1797
Есть предубеждения, против которых ничего не может сделать самый здравый рассудок. В числе подобных есть и то, чтобы почитать тот год несчастливым, которого первый день муж без милой жены проводить должен. Накануне нового года жена моя поехала в Питер, а я остался один оплакивать в Пензе прошедшее, настоящее и будущее. Да, будущее, потому что начало царствования Павла не обещало мне уже никакого блаженства. Сбылись все предчувствия моего сердца, 17 декабря я уже был отставлен, но известие о сем пришло только в генваре 6-го дня. Приезд сестры моей предупредил то поражение, которого мне ожидать надлежало, буде бы я, не приготовясь, получил весть о моей отставке. Сестра моя меньшая, предупредя несколькими днями почту, уведомила меня о том. На что мне скрывать чувств моих? Я был убит сим известием. Я сокрушался о выключке, которая сделалась мне уделом и наградой за все мои труды и ревностную службу. Я не равнодушно смотрел на состояние матери моей и всего семейства, которое осужден я тяготить собою. Не нажив никакого состояния, я готовился расстроивать остатки матушкиного. Я знал, сколько сие известие, которое и жену мою в Москве встретило, должно подействовать на нежную и невинную душу и на слабые ее органы. Все это меня приводило в ужас, все это из очей моих влекло неосушаемые реки горячих слез. О моралисты! Сколь вы ни проповедуете, что собственного своего признания и убеждения совести в делах невинных достаточно для блаженства, ах нет! Отец семейства, окруженный детьми, пропитания требующими, может не бояться суда Вышнего, когда совесть его непорочна, но торжество сие делает ли его в полной мере счастливым? Сыт ли тот, кто, не имев куска хлеба, знает, что он чужой пищи не восхитил? Его совесть чиста, но голод, голод лишает его сил, ума и спокойствия. Я должен был ехать из Пензы, но с чем? У меня тогда не было гроша денег. Нашлись благотворительные люди, которые и в такой крайности меня не оставили. Полчанинов ссудил меня деньгами. Когда читать будут со временем, может быть, его ближние мою Историю, пусть увидят, что родственник их не всуе благотворил мне в самое лютое время жизни моей до тех пор, ибо после узнал я, что рука Божия, отягощающаяся на человека, наполнена бед и злоключений и что между тех несчастий, коими род смертных от Вышнего бывает искушаем, выключка из службы есть самая малейшая неприятность. Пусть ближний Полчанинова увидит здесь, что я был ему заочно благодарен, что я благородный его поступок умел ценить и чувствовать.
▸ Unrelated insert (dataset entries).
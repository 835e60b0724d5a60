//! Campaign content metadata and weighted variant selection.
//!
//! A campaign's A/B content lives in a `{campaign}.json` blob next to its
//! roster. Each variant carries a positive integer weight; the selector
//! realizes proportional random assignment across a batch.

pub mod selector;
pub mod types;

pub use selector::WeightedPicker;
pub use types::{CampaignContent, Variant};

use tracing::info;

use crate::error::DispatchError;
use crate::storage::BlobStore;

/// Fetch and deserialize a campaign's content metadata.
///
/// The blob lives at `{campaign}.json`. Unparseable metadata (including
/// non-integer or negative weights) is a configuration problem, not an
/// upstream failure.
pub async fn load_campaign_content(
    store: &dyn BlobStore,
    campaign: &str,
) -> Result<CampaignContent, DispatchError> {
    let key = format!("{}.json", campaign);
    let bytes = store.fetch(&key).await?;

    let content: CampaignContent = serde_json::from_slice(&bytes).map_err(|e| {
        DispatchError::InvalidConfiguration(format!(
            "campaign metadata {} is malformed: {}",
            key, e
        ))
    })?;

    info!(
        campaign = campaign,
        variants = content.content.len(),
        "content_loaded"
    );

    Ok(content)
}
//! Per-recipient substitution assembly.
//!
//! The worker's core transform: pick a weighted variant for each
//! recipient, anonymize the tracking identifiers, rewrite the CTA link,
//! and emit the template substitution data the bulk dispatcher submits.
//! Pure computation; the email API is never touched from here.

use rand::Rng;
use serde::{Deserialize, Serialize};
use tracing::{debug, info};

use crate::anonymize::{anonymize_link, digest_hex};
use crate::content::{Variant, WeightedPicker};
use crate::error::DispatchError;
use crate::roster::Recipient;

/// Template field values merged into the email template at send time.
#[derive(Debug, Clone, Serialize, Deserialize)]
pub struct SubstitutionRecord {
    pub first_name: String,
    pub last_name: String,
    pub subject: String,
    pub body_content: String,
    pub cta_link: String,
    pub cta_text: String,
}

impl SubstitutionRecord {
    /// JSON-encode the record as the template data string the bulk email
    /// API expects per destination.
    pub fn to_template_data(&self) -> String {
        serde_json::json!({
            "first_name": self.first_name,
            "last_name": self.last_name,
            "subject": self.subject,
            "body_content": self.body_content,
            "cta_link": self.cta_link,
            "cta_text": self.cta_text,
        })
        .to_string()
    }
}

/// One recipient with its assembled substitution data.
#[derive(Debug, Clone, Serialize, Deserialize)]
pub struct AssembledRecipient {
    pub email: String,
    pub substitution: SubstitutionRecord,
}

/// Assemble substitution data for every recipient in a batch.
///
/// Produces exactly one record per input row, in input order; duplicate
/// emails are not collapsed. Variant choices are drawn independently per
/// recipient. The campaign digest is computed once for the whole batch.
pub fn assemble_batch<R: Rng>(
    campaign: &str,
    recipients: &[Recipient],
    variants: &[Variant],
    rng: &mut R,
) -> Result<Vec<AssembledRecipient>, DispatchError> {
    let picker = WeightedPicker::new(variants)?;
    let cid = digest_hex(campaign);

    let mut assembled = Vec::with_capacity(recipients.len());

    for recipient in recipients {
        let variant = &variants[picker.pick(rng)];
        let vid = digest_hex(&variant.variant);
        let uid = digest_hex(&recipient.email);
        let cta_link = anonymize_link(&variant.cta_link, &cid, &vid, &uid)?;

        debug!(
            email = %recipient.email,
            variant = %variant.variant,
            "variant_assigned"
        );

        assembled.push(AssembledRecipient {
            email: recipient.email.clone(),
            substitution: SubstitutionRecord {
                first_name: recipient.first_name.clone(),
                last_name: recipient.last_name.clone(),
                subject: variant.subject.clone(),
                body_content: variant.body_content.clone(),
                cta_link,
                cta_text: variant.cta_text.clone(),
            },
        });
    }

    info!(
        campaign = campaign,
        records = assembled.len(),
        "batch_assembled"
    );

    Ok(assembled)
}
12-го числа пришел об отставке моей указ. Я не хотел продолжать пребывания моего в Пензе, я сменился в восемь дней и, сдав палату директору Экономии, расположился к отъезду. Я не хотел ни с кем прощаться, воображая, что человек в отставке, гонимый роком там, где он за час пред тем имел власть управлять многими, есть плачевное позорище. Я хотел уехать ночью тихонько, несколько друзей моих меня, однако, проводили. Губернатор, достойный начальник тогдашнего времени, оросил меня чувствительными слезами, и, если можно было находить в чем-либо отраду в тогдашнем моем положении, конечно, доставляло мне ее благословение друзей моих, участие подчиненных и самое даже сожаление врагов моих. Оно ясно мне открыло глаза на их счет. Я увидел, что и самые даже непримиримые злодеи, люди, кажется без правил и честности действующие, и те на уничижение честного человека без соболезнования смотреть не могут, и те делят злоключение неповинного. Так, то истинно, что ежели праводушие и подвержено иногда местным оскорблениям, но оно всегда влечет при самых гонениях противу себя невольное какое-то почтение от рода человеческого. Оставив далеко Пензу, еду я с сестрой в Москву, со мной были дети мои, нас провожала любезная и почтенная госпожа Загоскина. Она любила жену мою, меня, всех нас, она презрела молву злоязычников насчет всего того, что кажется для них невозможно без какой-либо корысти или постыдных намерений. Она решилась проводить нас и беседой своей облегчить несколько мои душевные болезни.